What you are asked to do »
What lines in the entries below contain the word "matches"? Copy all of them.

Data provided »
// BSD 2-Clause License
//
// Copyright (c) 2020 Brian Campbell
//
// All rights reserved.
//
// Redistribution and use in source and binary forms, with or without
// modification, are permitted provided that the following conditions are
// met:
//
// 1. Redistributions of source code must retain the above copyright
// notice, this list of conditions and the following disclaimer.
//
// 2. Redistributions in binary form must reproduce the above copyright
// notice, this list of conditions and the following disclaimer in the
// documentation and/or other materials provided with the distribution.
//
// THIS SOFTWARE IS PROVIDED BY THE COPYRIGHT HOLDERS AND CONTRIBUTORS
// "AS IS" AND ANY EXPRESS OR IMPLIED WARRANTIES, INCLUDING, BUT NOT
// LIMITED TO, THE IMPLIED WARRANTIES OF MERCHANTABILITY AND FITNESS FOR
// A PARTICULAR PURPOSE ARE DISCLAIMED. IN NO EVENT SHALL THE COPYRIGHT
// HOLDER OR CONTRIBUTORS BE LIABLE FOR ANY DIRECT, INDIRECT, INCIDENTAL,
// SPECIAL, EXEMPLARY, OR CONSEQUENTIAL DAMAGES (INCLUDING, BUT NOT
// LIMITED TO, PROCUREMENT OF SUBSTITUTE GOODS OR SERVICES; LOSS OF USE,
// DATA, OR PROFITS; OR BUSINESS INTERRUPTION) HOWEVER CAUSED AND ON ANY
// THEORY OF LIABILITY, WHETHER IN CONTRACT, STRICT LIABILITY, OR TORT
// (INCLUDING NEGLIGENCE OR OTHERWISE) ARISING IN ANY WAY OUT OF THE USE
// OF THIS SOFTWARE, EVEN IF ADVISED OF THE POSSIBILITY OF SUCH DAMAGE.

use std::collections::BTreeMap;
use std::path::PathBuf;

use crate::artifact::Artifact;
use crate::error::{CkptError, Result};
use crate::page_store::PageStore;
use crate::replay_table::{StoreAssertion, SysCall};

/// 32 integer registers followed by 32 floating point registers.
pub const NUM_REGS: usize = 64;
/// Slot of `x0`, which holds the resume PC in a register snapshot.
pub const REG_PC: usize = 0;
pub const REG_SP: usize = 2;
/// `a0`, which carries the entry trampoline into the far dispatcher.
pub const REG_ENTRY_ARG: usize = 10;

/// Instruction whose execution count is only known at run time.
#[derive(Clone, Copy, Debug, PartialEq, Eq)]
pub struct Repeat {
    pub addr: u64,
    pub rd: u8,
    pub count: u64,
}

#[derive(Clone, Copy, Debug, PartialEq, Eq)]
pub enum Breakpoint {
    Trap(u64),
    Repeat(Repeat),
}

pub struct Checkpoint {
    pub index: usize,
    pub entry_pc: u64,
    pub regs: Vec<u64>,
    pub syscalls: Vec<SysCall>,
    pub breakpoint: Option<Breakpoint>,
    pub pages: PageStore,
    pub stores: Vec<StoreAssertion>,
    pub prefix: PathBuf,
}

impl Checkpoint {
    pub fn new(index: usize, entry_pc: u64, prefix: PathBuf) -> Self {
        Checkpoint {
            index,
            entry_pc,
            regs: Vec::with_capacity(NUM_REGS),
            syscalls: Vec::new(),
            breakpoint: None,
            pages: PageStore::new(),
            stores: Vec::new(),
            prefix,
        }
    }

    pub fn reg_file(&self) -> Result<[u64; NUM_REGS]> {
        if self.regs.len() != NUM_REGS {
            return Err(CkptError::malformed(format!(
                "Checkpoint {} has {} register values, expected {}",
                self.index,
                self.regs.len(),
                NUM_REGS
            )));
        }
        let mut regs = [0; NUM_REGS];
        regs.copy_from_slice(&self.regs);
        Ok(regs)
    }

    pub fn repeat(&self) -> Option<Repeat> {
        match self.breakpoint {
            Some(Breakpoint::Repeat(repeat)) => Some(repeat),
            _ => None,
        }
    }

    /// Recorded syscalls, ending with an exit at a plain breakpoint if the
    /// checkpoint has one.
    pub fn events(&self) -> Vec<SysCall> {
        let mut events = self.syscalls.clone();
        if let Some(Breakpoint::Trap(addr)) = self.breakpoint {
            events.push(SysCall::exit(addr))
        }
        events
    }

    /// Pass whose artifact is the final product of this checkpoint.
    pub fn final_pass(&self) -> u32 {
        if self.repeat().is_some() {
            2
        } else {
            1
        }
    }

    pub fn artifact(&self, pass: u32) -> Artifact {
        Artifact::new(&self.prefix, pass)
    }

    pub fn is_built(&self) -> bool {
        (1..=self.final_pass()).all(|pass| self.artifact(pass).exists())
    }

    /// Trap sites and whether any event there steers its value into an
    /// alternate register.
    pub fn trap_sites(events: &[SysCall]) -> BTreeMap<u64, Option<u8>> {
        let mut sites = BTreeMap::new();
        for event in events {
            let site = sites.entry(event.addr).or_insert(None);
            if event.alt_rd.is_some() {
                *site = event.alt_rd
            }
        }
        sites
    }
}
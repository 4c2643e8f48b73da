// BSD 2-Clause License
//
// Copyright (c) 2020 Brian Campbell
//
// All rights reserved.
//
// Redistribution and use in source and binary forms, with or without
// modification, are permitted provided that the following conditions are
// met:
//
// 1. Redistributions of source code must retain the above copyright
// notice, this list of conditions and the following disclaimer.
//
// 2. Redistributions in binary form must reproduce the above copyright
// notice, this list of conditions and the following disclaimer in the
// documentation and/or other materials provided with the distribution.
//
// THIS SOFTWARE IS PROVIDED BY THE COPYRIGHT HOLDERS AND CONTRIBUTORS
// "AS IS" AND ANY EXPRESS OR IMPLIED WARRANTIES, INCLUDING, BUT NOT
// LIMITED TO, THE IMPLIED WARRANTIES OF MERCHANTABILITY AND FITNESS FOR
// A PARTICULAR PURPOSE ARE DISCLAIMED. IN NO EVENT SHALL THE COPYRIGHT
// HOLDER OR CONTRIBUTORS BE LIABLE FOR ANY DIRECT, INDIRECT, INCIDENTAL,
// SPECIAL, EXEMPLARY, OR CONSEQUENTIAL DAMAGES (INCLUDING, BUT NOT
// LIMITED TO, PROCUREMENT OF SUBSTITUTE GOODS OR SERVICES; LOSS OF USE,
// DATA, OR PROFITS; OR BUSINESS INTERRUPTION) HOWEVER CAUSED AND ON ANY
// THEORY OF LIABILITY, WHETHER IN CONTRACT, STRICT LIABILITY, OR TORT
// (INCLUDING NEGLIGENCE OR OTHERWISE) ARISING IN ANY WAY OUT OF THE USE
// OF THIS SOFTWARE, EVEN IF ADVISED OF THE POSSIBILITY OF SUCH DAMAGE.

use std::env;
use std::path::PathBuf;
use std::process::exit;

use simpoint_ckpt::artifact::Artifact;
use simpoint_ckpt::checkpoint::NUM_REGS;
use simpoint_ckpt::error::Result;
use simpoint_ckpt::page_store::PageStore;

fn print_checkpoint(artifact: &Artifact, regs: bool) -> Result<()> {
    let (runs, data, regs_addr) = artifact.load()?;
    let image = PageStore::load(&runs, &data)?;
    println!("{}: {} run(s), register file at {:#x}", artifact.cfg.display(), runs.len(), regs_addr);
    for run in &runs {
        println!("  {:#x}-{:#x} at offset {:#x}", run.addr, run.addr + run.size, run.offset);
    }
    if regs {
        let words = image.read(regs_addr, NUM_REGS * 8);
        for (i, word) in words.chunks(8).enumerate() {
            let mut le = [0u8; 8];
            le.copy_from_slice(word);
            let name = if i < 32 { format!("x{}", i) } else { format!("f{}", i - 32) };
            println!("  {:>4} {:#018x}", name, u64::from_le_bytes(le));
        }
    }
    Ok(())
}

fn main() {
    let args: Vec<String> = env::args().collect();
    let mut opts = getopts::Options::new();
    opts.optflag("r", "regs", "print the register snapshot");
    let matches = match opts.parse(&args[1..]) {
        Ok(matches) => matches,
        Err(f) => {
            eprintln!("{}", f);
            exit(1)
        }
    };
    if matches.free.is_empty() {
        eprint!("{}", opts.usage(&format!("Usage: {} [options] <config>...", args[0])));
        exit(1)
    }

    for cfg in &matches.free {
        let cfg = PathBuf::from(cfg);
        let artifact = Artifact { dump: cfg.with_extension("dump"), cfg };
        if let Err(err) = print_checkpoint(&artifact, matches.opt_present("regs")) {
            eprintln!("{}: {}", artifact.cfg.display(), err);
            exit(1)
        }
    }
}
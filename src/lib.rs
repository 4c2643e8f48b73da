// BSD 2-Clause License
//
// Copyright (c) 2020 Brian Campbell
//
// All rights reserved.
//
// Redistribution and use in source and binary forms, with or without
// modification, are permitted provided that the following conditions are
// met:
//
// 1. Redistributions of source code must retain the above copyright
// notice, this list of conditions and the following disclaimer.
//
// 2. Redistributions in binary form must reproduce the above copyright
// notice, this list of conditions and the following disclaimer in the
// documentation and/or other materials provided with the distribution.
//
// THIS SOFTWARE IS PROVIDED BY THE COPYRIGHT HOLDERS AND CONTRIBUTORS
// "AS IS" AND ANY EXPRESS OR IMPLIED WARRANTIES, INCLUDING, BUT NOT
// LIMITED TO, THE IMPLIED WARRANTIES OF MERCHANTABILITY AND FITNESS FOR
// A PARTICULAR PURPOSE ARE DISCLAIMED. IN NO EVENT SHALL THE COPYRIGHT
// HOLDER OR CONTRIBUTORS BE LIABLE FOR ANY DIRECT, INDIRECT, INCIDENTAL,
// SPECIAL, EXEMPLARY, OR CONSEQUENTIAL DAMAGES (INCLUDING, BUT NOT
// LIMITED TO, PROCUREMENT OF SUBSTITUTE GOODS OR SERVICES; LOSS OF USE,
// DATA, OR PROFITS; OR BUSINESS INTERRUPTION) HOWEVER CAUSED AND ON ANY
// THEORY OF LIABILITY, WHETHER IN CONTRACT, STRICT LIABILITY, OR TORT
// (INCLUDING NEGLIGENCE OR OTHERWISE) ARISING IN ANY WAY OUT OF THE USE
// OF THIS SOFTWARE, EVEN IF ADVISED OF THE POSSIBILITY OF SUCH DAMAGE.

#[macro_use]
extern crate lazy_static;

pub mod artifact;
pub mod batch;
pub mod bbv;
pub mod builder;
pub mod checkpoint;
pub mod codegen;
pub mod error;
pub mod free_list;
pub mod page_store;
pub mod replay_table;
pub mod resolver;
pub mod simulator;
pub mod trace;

Answer to the exercise »
    let matches = match opts.parse(&args[1..]) {
        Ok(matches) => matches,
    if matches.free.is_empty() {
    for cfg in &matches.free {
        if let Err(err) = print_checkpoint(&artifact, matches.opt_present("regs")) {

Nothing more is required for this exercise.